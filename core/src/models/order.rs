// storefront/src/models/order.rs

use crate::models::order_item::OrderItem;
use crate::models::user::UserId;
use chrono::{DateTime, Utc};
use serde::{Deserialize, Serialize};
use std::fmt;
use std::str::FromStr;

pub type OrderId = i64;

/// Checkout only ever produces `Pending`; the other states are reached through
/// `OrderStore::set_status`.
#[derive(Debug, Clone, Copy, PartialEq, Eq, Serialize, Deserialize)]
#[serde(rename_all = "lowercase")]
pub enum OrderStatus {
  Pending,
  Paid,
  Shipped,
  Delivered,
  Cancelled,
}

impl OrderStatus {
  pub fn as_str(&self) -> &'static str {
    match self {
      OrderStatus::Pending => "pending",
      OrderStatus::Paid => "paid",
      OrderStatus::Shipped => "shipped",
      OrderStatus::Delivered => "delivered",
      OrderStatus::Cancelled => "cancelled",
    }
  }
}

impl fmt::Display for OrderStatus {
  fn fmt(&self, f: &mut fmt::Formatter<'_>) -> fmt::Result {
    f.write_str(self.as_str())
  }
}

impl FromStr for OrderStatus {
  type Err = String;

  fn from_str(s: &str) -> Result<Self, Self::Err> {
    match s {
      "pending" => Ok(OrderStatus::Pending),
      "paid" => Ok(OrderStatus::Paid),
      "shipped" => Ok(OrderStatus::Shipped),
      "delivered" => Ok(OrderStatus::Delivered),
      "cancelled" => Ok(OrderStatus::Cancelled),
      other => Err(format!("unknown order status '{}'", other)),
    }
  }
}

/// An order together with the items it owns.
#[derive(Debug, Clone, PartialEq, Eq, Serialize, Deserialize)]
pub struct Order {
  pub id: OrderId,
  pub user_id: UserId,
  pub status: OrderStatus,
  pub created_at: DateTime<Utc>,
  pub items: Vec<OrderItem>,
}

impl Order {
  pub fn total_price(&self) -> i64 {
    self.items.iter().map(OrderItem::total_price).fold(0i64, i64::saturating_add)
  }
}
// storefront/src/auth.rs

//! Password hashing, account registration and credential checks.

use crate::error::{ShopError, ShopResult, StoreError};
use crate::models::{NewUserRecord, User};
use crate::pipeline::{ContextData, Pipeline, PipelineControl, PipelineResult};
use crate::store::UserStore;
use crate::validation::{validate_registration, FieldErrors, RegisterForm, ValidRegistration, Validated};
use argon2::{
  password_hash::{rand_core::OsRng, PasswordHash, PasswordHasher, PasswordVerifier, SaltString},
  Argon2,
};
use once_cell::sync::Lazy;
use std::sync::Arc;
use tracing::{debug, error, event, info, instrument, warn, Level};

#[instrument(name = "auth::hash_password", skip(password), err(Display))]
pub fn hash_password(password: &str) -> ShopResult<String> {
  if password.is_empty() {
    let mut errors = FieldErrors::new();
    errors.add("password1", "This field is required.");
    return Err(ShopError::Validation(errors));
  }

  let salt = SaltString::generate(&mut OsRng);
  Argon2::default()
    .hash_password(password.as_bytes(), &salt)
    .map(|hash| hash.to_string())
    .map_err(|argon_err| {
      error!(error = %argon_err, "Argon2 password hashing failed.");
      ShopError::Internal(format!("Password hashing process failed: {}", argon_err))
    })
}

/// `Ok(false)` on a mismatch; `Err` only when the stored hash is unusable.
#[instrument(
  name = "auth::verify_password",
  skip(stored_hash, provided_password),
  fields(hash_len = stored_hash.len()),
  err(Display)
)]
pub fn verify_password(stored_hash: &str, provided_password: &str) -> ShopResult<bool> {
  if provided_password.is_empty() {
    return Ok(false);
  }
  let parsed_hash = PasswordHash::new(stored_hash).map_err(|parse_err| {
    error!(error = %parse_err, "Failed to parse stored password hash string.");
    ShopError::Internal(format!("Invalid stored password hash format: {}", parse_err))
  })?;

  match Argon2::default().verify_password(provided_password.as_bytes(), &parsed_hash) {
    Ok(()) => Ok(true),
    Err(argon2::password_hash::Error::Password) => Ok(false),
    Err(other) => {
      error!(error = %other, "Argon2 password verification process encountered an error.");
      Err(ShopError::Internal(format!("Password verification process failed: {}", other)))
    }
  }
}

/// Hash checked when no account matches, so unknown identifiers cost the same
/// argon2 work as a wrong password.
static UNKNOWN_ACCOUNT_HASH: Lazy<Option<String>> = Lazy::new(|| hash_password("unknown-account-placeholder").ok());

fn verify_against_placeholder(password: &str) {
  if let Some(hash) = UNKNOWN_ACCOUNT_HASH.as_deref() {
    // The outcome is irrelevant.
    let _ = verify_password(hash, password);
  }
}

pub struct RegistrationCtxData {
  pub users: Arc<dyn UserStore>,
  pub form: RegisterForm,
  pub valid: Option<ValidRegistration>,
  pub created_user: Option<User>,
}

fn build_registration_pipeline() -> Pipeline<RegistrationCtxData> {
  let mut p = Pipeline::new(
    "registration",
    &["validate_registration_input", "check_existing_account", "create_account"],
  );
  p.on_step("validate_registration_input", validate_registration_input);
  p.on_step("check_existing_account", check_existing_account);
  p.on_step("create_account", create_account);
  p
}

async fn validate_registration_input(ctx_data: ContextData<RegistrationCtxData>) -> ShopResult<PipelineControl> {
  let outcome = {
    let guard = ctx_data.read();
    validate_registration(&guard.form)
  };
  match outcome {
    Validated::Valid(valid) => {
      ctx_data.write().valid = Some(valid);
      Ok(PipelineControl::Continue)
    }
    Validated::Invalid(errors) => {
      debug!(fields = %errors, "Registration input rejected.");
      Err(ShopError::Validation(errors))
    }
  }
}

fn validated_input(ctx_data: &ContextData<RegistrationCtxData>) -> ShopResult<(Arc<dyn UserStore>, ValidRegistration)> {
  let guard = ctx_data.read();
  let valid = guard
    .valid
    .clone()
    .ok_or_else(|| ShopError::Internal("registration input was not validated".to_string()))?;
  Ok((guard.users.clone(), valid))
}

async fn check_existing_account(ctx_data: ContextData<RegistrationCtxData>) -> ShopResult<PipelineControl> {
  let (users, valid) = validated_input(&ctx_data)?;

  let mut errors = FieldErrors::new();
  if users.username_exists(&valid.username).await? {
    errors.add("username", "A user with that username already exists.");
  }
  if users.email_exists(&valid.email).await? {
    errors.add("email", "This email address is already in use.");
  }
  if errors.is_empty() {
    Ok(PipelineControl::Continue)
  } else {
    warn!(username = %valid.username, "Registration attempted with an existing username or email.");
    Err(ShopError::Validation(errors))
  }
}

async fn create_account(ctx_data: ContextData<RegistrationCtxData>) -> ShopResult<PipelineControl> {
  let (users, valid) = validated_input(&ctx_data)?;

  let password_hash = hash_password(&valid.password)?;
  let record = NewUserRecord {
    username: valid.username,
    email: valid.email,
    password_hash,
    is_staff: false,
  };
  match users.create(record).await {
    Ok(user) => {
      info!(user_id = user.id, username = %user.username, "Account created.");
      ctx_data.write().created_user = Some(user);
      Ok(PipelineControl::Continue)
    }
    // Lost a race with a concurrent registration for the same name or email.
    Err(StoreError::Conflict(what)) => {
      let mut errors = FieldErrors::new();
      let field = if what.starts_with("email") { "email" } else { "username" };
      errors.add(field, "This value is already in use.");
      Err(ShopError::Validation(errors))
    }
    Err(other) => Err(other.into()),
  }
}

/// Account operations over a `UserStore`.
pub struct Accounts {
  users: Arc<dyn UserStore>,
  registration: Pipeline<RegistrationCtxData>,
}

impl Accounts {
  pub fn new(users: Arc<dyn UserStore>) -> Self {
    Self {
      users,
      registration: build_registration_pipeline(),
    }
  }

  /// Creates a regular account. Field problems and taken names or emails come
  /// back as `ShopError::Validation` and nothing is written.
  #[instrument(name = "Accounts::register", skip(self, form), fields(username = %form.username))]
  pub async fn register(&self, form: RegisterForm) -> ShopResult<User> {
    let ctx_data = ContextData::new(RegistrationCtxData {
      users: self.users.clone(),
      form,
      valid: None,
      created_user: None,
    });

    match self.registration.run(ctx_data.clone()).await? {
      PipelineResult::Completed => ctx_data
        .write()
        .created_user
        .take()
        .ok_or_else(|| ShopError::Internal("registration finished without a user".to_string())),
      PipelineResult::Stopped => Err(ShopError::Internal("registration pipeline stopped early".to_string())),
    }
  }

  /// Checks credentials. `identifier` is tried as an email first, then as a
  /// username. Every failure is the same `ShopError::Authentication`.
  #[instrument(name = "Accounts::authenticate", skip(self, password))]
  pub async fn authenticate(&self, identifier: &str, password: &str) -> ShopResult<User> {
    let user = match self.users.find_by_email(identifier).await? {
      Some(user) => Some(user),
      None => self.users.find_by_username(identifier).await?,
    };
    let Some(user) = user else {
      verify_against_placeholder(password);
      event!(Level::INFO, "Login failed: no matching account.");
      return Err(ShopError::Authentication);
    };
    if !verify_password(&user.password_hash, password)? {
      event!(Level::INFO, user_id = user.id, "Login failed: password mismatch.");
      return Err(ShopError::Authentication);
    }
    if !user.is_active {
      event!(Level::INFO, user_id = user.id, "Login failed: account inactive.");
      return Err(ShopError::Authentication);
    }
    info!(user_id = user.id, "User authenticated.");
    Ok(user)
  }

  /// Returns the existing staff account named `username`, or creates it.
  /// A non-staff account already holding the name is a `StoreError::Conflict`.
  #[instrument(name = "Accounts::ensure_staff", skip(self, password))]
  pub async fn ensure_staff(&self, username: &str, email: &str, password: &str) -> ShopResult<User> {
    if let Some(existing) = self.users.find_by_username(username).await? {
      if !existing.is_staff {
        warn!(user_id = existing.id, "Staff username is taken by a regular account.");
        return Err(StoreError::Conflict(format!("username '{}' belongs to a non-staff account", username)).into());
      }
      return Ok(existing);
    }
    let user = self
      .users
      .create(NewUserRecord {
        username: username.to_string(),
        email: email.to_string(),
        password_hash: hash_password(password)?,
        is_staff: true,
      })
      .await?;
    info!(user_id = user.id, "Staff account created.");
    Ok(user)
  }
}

━━━━━━━━━━━━━━━━━━━━

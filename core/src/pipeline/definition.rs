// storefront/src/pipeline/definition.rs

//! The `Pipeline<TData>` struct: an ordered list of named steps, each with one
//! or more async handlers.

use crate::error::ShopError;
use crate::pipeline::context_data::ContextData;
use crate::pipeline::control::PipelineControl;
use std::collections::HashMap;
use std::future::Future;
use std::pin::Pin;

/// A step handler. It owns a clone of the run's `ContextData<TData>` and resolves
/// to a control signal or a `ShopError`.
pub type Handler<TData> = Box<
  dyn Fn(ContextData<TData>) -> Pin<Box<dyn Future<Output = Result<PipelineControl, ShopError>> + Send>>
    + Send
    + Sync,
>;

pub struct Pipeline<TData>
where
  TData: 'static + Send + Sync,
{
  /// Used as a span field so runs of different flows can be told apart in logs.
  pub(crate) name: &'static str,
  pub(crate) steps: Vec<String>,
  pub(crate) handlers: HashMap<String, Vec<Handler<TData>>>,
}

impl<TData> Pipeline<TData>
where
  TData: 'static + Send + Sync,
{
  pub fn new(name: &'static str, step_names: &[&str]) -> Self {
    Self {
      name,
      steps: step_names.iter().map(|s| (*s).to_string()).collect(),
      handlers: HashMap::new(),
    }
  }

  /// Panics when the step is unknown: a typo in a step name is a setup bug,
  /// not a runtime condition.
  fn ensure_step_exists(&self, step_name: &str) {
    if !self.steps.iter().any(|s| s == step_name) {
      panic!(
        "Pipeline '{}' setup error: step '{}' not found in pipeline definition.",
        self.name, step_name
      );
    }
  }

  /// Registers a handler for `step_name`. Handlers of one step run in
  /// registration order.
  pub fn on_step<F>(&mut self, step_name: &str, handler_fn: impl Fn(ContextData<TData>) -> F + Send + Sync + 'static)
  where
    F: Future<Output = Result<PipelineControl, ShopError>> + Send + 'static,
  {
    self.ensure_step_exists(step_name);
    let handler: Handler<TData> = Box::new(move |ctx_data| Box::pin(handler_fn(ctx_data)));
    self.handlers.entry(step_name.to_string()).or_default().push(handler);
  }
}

━━━━━━━━━━━━━━━━━━━━

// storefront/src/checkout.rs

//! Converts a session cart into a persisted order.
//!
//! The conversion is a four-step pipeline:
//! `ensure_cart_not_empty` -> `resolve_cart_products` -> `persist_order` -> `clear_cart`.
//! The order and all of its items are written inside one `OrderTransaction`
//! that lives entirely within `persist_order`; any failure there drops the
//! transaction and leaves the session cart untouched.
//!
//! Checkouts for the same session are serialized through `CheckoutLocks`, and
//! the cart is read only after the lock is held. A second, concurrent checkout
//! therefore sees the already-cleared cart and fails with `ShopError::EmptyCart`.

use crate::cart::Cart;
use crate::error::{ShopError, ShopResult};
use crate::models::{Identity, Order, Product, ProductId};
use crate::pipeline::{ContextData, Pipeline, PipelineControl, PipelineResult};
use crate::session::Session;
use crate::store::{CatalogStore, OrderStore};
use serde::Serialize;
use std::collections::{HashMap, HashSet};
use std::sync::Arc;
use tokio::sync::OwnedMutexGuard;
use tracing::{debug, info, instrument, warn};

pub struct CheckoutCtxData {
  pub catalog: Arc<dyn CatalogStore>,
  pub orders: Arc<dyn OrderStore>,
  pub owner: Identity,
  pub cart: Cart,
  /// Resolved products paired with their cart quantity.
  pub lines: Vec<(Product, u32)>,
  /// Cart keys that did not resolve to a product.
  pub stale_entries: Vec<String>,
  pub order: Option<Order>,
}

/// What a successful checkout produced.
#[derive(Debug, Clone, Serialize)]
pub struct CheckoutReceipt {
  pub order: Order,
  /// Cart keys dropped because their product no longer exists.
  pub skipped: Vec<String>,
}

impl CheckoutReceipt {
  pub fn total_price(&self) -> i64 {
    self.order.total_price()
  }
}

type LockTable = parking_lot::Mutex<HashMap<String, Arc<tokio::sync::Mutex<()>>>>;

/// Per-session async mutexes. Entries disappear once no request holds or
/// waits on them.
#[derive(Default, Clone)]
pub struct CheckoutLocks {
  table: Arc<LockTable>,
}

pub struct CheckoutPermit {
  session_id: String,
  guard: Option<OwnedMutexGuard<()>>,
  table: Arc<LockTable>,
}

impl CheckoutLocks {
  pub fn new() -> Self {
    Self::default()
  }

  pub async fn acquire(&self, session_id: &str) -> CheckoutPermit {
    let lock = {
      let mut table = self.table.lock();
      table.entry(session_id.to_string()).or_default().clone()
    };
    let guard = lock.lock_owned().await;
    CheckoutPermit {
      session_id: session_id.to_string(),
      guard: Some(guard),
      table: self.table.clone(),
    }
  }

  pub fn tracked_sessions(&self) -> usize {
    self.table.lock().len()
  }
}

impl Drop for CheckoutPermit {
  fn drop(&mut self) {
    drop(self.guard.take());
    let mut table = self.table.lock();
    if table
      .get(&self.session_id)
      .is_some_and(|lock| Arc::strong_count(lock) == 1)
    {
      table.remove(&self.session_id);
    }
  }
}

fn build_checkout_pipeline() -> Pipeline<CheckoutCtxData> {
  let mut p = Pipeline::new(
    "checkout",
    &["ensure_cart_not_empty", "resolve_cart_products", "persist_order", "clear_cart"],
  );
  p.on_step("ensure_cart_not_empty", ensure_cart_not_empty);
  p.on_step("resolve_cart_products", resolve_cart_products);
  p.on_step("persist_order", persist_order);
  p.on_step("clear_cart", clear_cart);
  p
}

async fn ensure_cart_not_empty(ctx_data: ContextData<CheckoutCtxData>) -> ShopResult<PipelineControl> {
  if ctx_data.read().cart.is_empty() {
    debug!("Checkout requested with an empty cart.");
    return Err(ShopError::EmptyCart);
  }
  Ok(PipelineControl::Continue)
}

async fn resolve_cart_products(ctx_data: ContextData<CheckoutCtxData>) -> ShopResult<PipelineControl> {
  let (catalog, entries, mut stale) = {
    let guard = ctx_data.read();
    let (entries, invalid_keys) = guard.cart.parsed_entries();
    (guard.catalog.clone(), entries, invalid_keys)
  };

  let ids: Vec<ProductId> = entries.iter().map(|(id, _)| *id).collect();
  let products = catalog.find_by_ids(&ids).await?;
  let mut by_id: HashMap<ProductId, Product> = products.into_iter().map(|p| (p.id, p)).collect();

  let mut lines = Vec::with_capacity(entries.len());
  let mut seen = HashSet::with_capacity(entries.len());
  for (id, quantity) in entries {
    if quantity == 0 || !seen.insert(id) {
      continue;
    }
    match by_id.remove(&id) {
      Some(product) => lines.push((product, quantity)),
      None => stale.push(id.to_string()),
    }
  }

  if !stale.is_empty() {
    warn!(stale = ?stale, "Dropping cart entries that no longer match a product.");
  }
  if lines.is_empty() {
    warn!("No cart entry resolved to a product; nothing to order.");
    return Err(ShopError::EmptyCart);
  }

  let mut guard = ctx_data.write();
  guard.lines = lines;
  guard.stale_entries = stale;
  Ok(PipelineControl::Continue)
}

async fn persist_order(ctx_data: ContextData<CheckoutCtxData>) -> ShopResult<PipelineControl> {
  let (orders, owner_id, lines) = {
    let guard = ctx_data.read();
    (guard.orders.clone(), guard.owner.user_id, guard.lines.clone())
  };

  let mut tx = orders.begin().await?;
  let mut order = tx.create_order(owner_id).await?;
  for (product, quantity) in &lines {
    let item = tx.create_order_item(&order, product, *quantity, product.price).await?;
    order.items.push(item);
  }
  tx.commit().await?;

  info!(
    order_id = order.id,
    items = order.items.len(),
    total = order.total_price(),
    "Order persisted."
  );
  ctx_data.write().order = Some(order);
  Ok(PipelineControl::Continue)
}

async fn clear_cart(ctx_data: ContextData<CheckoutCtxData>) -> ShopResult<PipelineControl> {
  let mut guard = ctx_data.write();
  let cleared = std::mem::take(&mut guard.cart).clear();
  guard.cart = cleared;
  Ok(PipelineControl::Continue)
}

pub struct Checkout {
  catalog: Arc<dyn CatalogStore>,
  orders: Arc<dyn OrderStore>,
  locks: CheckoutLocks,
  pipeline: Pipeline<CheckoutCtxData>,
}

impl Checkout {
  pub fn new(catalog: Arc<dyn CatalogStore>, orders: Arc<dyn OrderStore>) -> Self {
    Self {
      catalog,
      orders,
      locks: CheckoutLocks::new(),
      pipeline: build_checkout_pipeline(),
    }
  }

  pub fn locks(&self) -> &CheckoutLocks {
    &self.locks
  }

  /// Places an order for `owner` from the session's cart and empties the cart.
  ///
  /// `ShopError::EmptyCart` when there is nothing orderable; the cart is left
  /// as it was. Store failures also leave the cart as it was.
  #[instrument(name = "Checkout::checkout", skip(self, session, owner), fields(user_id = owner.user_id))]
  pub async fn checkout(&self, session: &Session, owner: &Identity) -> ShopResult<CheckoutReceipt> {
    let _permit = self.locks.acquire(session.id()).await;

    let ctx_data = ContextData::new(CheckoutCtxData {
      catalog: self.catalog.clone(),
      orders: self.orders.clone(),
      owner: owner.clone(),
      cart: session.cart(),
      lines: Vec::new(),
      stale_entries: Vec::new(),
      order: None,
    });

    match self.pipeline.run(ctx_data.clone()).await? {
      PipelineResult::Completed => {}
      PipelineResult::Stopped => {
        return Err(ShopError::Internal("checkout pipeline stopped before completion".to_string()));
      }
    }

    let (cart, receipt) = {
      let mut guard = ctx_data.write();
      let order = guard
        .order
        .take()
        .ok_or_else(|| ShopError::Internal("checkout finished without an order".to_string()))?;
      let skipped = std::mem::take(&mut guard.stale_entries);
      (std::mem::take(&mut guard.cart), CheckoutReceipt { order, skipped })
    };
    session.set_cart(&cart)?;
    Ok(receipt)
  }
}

━━━━━━━━━━━━━━━━━━━━

• DIRECTIONS FOR THIS TASK:
Line count for the word "OwnedMutexGuard": tally the lines of the records above that hold it and give only that figure.

• REPLY:
2